You don't. Just get in your Toyota Corolla and go. If you don't want to travel that way, that's fine. Sketch out what for you is the bare minimum. For example, for many of the people in the overlanding community, part of their love of overlanding is the gear. And part is the travel.
They enjoy the collection of the gear. They enjoy the installation of the gear. They enjoy the purchasing of the gear. They enjoy the showing off of the gear. That's part of their fun. I'm not going to tell you it's wrong. If you're into that, if you're into the gear, then lay that out on your particular list of things that are important to you.
So your list of what do I want to do would not just be traveling. It would be traveling in a cool four-wheel drive rig. That might be important for you. That might not be important for someone else. So what is your bare minimum? Here's the trick. The lower your minimum, the easier your goal is to achieve.

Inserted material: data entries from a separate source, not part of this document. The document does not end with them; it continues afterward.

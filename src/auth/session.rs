//! Session management
//!
//! Uses HMAC-signed tokens stored in cookies or bearer headers.
//! No server-side session storage needed.

use chrono::{DateTime, Duration, Utc};
use serde::{Deserialize, Serialize};

use crate::data::Account;

/// User session data
///
/// Stored in a signed token. Contains the minimal identity needed to
/// resolve the caller's account on each request.
#[derive(Debug, Clone, Serialize, Deserialize)]
pub struct Session {
    /// Account ID (ULID)
    pub account_id: String,
    /// Username at issue time
    pub username: String,
    /// When session was created
    pub created_at: DateTime<Utc>,
    /// When session expires
    pub expires_at: DateTime<Utc>,
}

impl Session {
    /// Create a session for an account with the configured lifetime.
    pub fn for_account(account: &Account, max_age_seconds: i64) -> Self {
        let now = Utc::now();
        Self {
            account_id: account.id.clone(),
            username: account.username.clone(),
            created_at: now,
            expires_at: now + Duration::seconds(max_age_seconds),
        }
    }

    /// Check if session is expired
    pub fn is_expired(&self) -> bool {
        self.expires_at < Utc::now()
    }
}

/// Create a signed session token
///
/// Token format: base64(payload).base64(hmac_sha256(payload))
///
/// # Arguments
/// * `session` - Session data to encode
/// * `secret` - HMAC secret key
///
/// # Returns
/// Signed token string
pub fn create_session_token(
    session: &Session,
    secret: &str,
) -> Result<String, crate::error::AppError> {
    use base64::{Engine as _, engine::general_purpose};
    use hmac::{Hmac, Mac};
    use sha2::Sha256;

    // 1. Serialize session to JSON
    let payload =
        serde_json::to_string(session).map_err(|e| crate::error::AppError::Internal(e.into()))?;

    // 2. Base64 encode the payload
    let payload_b64 = general_purpose::URL_SAFE_NO_PAD.encode(payload.as_bytes());

    // 3. Create HMAC-SHA256 signature
    type HmacSha256 = Hmac<Sha256>;
    let mut mac = HmacSha256::new_from_slice(secret.as_bytes())
        .map_err(|e| crate::error::AppError::Encryption(e.to_string()))?;
    mac.update(payload_b64.as_bytes());
    let signature = mac.finalize().into_bytes();
    let signature_b64 = general_purpose::URL_SAFE_NO_PAD.encode(signature);

    // 4. Return "{payload}.{signature}"
    Ok(format!("{}.{}", payload_b64, signature_b64))
}

/// Verify and decode a session token
///
/// # Arguments
/// * `token` - Token string to verify
/// * `secret` - HMAC secret key
///
/// # Returns
/// Decoded session if valid
///
/// # Errors
/// Returns error if signature is invalid, token is malformed,
/// or the session has expired
pub fn verify_session_token(token: &str, secret: &str) -> Result<Session, crate::error::AppError> {
    use base64::{Engine as _, engine::general_purpose};
    use hmac::{Hmac, Mac};
    use sha2::Sha256;

    // 1. Split token into payload and signature
    let parts: Vec<&str> = token.split('.').collect();
    if parts.len() != 2 {
        return Err(crate::error::AppError::Unauthorized);
    }

    let payload_b64 = parts[0];
    let signature_b64 = parts[1];

    // 2. Verify HMAC signature
    type HmacSha256 = Hmac<Sha256>;
    let mut mac = HmacSha256::new_from_slice(secret.as_bytes())
        .map_err(|e| crate::error::AppError::Encryption(e.to_string()))?;
    mac.update(payload_b64.as_bytes());

    let expected_signature = general_purpose::URL_SAFE_NO_PAD
        .decode(signature_b64)
        .map_err(|_| crate::error::AppError::Unauthorized)?;

    mac.verify_slice(&expected_signature)
        .map_err(|_| crate::error::AppError::Unauthorized)?;

    // 3. Decode and deserialize payload
    let payload_bytes = general_purpose::URL_SAFE_NO_PAD
        .decode(payload_b64)
        .map_err(|_| crate::error::AppError::Unauthorized)?;

    let payload_str =
        String::from_utf8(payload_bytes).map_err(|_| crate::error::AppError::Unauthorized)?;

    let session: Session =
        serde_json::from_str(&payload_str).map_err(|_| crate::error::AppError::Unauthorized)?;

    // 4. Check if session is expired
    if session.is_expired() {
        return Err(crate::error::AppError::Unauthorized);
    }

    Ok(session)
}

Let's talk about retirement. It is really hard, really hard to accumulate enough money so that you can retire on $100,000 a year income. Don't let anybody lie to you and say that it's not. Now, it'll be hard in different ways. I have many listeners of Radical Personal Finance who earn half a million, a million dollars a year.

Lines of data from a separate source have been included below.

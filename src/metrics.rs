//! Prometheus metrics registry and instruments.
//!
//! This module is framework-agnostic and can be used from any layer.

use lazy_static::lazy_static;
use prometheus::{IntCounterVec, IntGauge, Opts, Registry};

lazy_static! {
    /// Global Prometheus registry
    pub static ref REGISTRY: Registry = Registry::new();

    // HTTP Metrics
    pub static ref HTTP_REQUESTS_TOTAL: IntCounterVec = IntCounterVec::new(
        Opts::new("aviary_http_requests_total", "Total number of HTTP requests"),
        &["method", "endpoint", "status"]
    ).expect("metric can be created");

    // Application Metrics
    pub static ref ACCOUNTS_TOTAL: IntGauge = IntGauge::new(
        "aviary_accounts_total",
        "Total number of registered accounts"
    ).expect("metric can be created");
    pub static ref FOLLOW_EDGES_TOTAL: IntGauge = IntGauge::new(
        "aviary_follow_edges_total",
        "Total number of follow relationships"
    ).expect("metric can be created");

    // Error Metrics
    pub static ref ERRORS_TOTAL: IntCounterVec = IntCounterVec::new(
        Opts::new("aviary_errors_total", "Total number of errors"),
        &["error_type", "endpoint"]
    ).expect("metric can be created");
}

/// Initialize metrics registry.
pub fn init_metrics() {
    REGISTRY
        .register(Box::new(HTTP_REQUESTS_TOTAL.clone()))
        .expect("HTTP_REQUESTS_TOTAL can be registered");
    REGISTRY
        .register(Box::new(ACCOUNTS_TOTAL.clone()))
        .expect("ACCOUNTS_TOTAL can be registered");
    REGISTRY
        .register(Box::new(FOLLOW_EDGES_TOTAL.clone()))
        .expect("FOLLOW_EDGES_TOTAL can be registered");
    REGISTRY
        .register(Box::new(ERRORS_TOTAL.clone()))
        .expect("ERRORS_TOTAL can be registered");

    tracing::info!("Metrics registry initialized");
}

For them, it's relatively easy to accumulate the money because of their high income. But do you know how hard they worked to build that income? Years and years of study, focus, dedication, practice, self-development. It's hard to accumulate enough money to retire on $100,000 a year. You need millions of dollars, and that is not easy.
Relatively easy to retire on $5,000 per year. You can retire on $5,000 per year if you can accumulate the amount of money that most people spend on a couple of cars. $100,000, $150,000, that's enough income to draw $5,000 a year on. Anybody can accumulate $100,000, $150,000. Anybody. You could accumulate $100,000, $150,000, but can you retire on $5,000 per year?

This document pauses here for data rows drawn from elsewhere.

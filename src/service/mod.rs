//! Service layer
//!
//! Business logic composing the data layer and auth:
//! - `AccountService`: registration, login, self-update
//! - `ProfileService`: profile views and the follow graph

mod account;
mod profile;

pub use account::{AccountPatch, AccountService};
pub use profile::{OwnerAccount, ProfileService, ProfileView};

Not easy, but there are people who do it. So the point is, you get to choose. Really easy to accumulate enough to spend $5,000 a year. Really hard to accumulate enough to spend $100,000 a year. So where in that range are you going to be comfortable? It's probably not going to be $5,000.
It's probably going to be a little bit more. But you could do it on $5,000. You really could. So the question is, what is the bare minimum for you? Now, zoom in on that question and ask yourself, "How much will it cost for my bare minimum?" The cheaper you can get that cost, the faster you'll be able to achieve your goal.
But you got to make sure that you're willing to -- that you're at least able to satisfy your bare minimum. I love this story. I read a story about a guy named Jim one time. And Jim grew up up in -- based upon the story that I came across.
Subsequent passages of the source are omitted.